Vali got angry and said: “No! Go home and stay there and don’t meddle in these things. When the warden tells me they haven’t carried out the sentence, then there is nothing left for you to do.”

I had no news until Friday afternoon. Vali called again at 4 PM. I asked him: “Why did you tell me Ali and Habib had arrived at Tabriz Prison? Even if the prison were in Europe, they would have gotten there already. Why didn’t you tell me the truth? What can I do on a Friday afternoon, when everything, the court, Information, everything is closed?” I was just sitting at home when the phone rang at 5:15 PM that same day, Friday, February 18, 2015. I picked up the phone; it was Diako, Habib and Ali’s nephew. He said: “Ali and Habib have been executed.”

I was confused. They had informed me in such a way that there was nothing I could do; my hands were tied and I felt as if I had been handcuffed and shackled. I went to their sister’s home; they were having services there. When I got there, their sister and everyone else was crying. But I was in shock and I couldn’t believe it. How come they had not told me, Habib’s wife, and Ali’s wife that the sentence had been carried out, but they had told their nephew and their cousin? The Information people had my number; they called for every other piece of nonsense.

They had informed me of the execution in such a way that there was nothing I could do; my hands were tied and I felt as if I had been handcuffed and shackled.

Then I heard that Habib’s nephew and cousin had been summoned to Mahabad Information and had been told that Habib and Ali had been executed. They told them that we could hold services at home, without putting up any pictures, pamphlets, or writings on cloth.

 

Psychological torture, the nightmare of having no news

I knew they were going to give them a very heavy sentence at trial, but I was hoping that he would get life imprisonment, because from life, the sentence would surely be reduced to fifteen years, twelve years, or ten years. I just wanted to be able to take my daughter to see him for twenty minutes, so she would not be fatherless, so she wouldn’t one day say that she didn’t have a father. I was content with those twenty minutes of visitation. I couldn’t believe it when I heard the news of their execution. And they had not told me directly.

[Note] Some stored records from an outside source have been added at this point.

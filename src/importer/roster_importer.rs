// ==========================================
// 车间物资配送排期系统 - 车间名册导入器
// ==========================================
// 流程: 文件解析 → 清洗 → Workshop 列表 + 丢弃配额报告
// ==========================================

use crate::domain::workshop::Workshop;
use crate::importer::data_cleaner::{DroppedQuota, RosterCleaner};
use crate::importer::error::ImportResult;
use crate::importer::file_parser::UniversalRosterParser;
use crate::importer::roster_importer_trait::RosterParser;
use serde::Serialize;
use std::path::Path;
use tracing::{info, instrument};

/// 导入结果
#[derive(Debug, Clone, Serialize)]
pub struct RosterImport {
    pub workshops: Vec<Workshop>,
    pub dropped_quotas: Vec<DroppedQuota>,
}

pub struct RosterImporter<P: RosterParser = UniversalRosterParser> {
    parser: P,
    cleaner: RosterCleaner,
}

impl RosterImporter<UniversalRosterParser> {
    pub fn new() -> Self {
        Self::with_parser(UniversalRosterParser)
    }
}

impl Default for RosterImporter<UniversalRosterParser> {
    fn default() -> Self {
        Self::new()
    }
}

impl<P: RosterParser> RosterImporter<P> {
    pub fn with_parser(parser: P) -> Self {
        Self {
            parser,
            cleaner: RosterCleaner,
        }
    }

    /// 导入车间名册
    #[instrument(skip(self, path), fields(path = %path.display()))]
    pub fn import(&self, path: &Path) -> ImportResult<RosterImport> {
        let records = self.parser.parse_records(path)?;
        let record_count = records.len();
        let (workshops, dropped_quotas) = self.cleaner.clean_records(records)?;

        info!(
            records = record_count,
            workshops = workshops.len(),
            dropped_quotas = dropped_quotas.len(),
            "车间名册导入完成"
        );

        Ok(RosterImport {
            workshops,
            dropped_quotas,
        })
    }
}
// ==========================================
// 车间物资配送排期系统 - API层错误类型
// ==========================================
// 职责: 定义API层错误类型，转换导入/配置错误为用户可读的错误消息
// ==========================================

use crate::config::ConfigError;
use crate::domain::selection::SelectionError;
use crate::importer::error::ImportError;
use thiserror::Error;

/// API层错误类型
/// 所有错误信息必须包含显式原因
#[derive(Error, Debug)]
pub enum ApiError {
    // ==========================================
    // 输入错误
    // ==========================================
    #[error("无效输入: {0}")]
    InvalidInput(String),

    #[error("日期不在窗口内: {date}（窗口 {first} ~ {last}）")]
    DayOutsideWindow {
        date: String,
        first: String,
        last: String,
    },

    #[error("日期选择无效: {0}")]
    InvalidSelection(#[from] SelectionError),

    // ==========================================
    // 下层错误
    // ==========================================
    #[error("名册导入失败: {0}")]
    Import(#[from] ImportError),

    #[error("配置错误: {0}")]
    Config(#[from] ConfigError),
}

/// Result 类型别名
pub type ApiResult<T> = Result<T, ApiError>;
// ==========================================
// 车间物资配送排期系统 - 命令行参数定义
// ==========================================
// 子命令: generate（生成计划） / report（按日期选择聚合）
// ==========================================

use std::path::PathBuf;

use clap::{Args, Parser, Subcommand};
use workshop_distribution::GroupingView;

/// 车间物资配送排期命令行
#[derive(Parser)]
#[command(
    name = "workshop-distribution",
    version,
    about = "车间物资分阶段配送排期"
)]
pub struct Cli {
    /// 提高日志级别（-v debug, -vv trace）
    #[arg(short, long, global = true, action = clap::ArgAction::Count)]
    pub verbose: u8,

    /// JSON 配置文件路径（默认取用户配置目录）
    #[arg(short, long, global = true)]
    pub config: Option<PathBuf>,

    #[command(subcommand)]
    pub command: Command,
}

#[derive(Subcommand)]
pub enum Command {
    /// 生成配送计划并以 JSON 输出
    Generate(GenerateArgs),
    /// 生成后按所选日期聚合（按日或按车间）
    Report(ReportArgs),
}

/// 生成与报告共用的参数
#[derive(Args)]
pub struct ScheduleArgs {
    /// 车间名册（.json / .csv / .xlsx / .xls）
    #[arg(short, long)]
    pub roster: PathBuf,

    /// 今天的日期（YYYY-MM-DD），默认取本地日期
    #[arg(long)]
    pub today: Option<String>,

    /// 覆写配置中的随机种子
    #[arg(short, long)]
    pub seed: Option<u64>,

    /// 覆写覆盖天数
    #[arg(long = "coverage-days")]
    pub coverage_days: Option<usize>,
}

#[derive(Args)]
pub struct GenerateArgs {
    #[command(flatten)]
    pub schedule: ScheduleArgs,
}

#[derive(Args)]
pub struct ReportArgs {
    #[command(flatten)]
    pub schedule: ScheduleArgs,

    /// 选择起始日（YYYY-MM-DD）
    #[arg(long)]
    pub from: String,

    /// 选择结束日（含），省略时为单日
    #[arg(long)]
    pub to: Option<String>,

    /// 输出分组: day / workshop
    #[arg(long, default_value_t = GroupingView::Day)]
    pub view: GroupingView,
}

Three days later, on Monday, Habib and Ali’s three sisters, my sister, Vali’s wife, and I went to the prison to visit Vali and Jafar. I gave the prison guards Habib and Ali’s names, because I thought they were still alive. We waited with my daughter in the visitation hall. The prisoners were brought in after five minutes. I was standing right at the point where the prisoners came in. I waited and waited until the last prisoner came into the hall, but there was no Habib and no Ali. They had closed the door but my eyes were still fixed to the door. I was thinking that such a thing was impossible. I couldn’t control myself anymore; I started screaming, I yelled Habib’s name, and I yelled Ali’s name. Then I banged on the door. Even the prisoners had gathered around me. Finally, the person in charge of visitations came over. I asked him why they hadn’t brought Habib and Ali in; he told me to wait. So I kept waiting at the door. When the door opened, Vali, Habib’s brother, came out. He was wearing black clothes and looked disheveled. He was holding two big black plastic bags, one bearing the name Habib Afshari, the other one, Ali Afshari. I was silent for a moment. I could not believe they had been executed at all. Vali gave me the bags and said: “Don’t fool yourself. Their sentence was carried out and they’re gone. They’re not here anymore, the guards can’t bring them over for visitation anymore.” I was hoping to hear Vali say that they were alive, or that they were in another prison. I was in shock. When Vali left, their other brother, Jafar, was brought in. I went over to him and kissed his hands and said: “Jafar, say something, say it’s a lie, say Habib and Ali have not been executed.” “I swear to God, Serveh, I don’t know,” he replied, “that’s what they told me. But don’t you believe it. They’re in Tabriz Prison or Qazvin Prison.” That day, instead of seeing my loved ones, I got these two bags, but I didn’t find out whether they were dead or alive.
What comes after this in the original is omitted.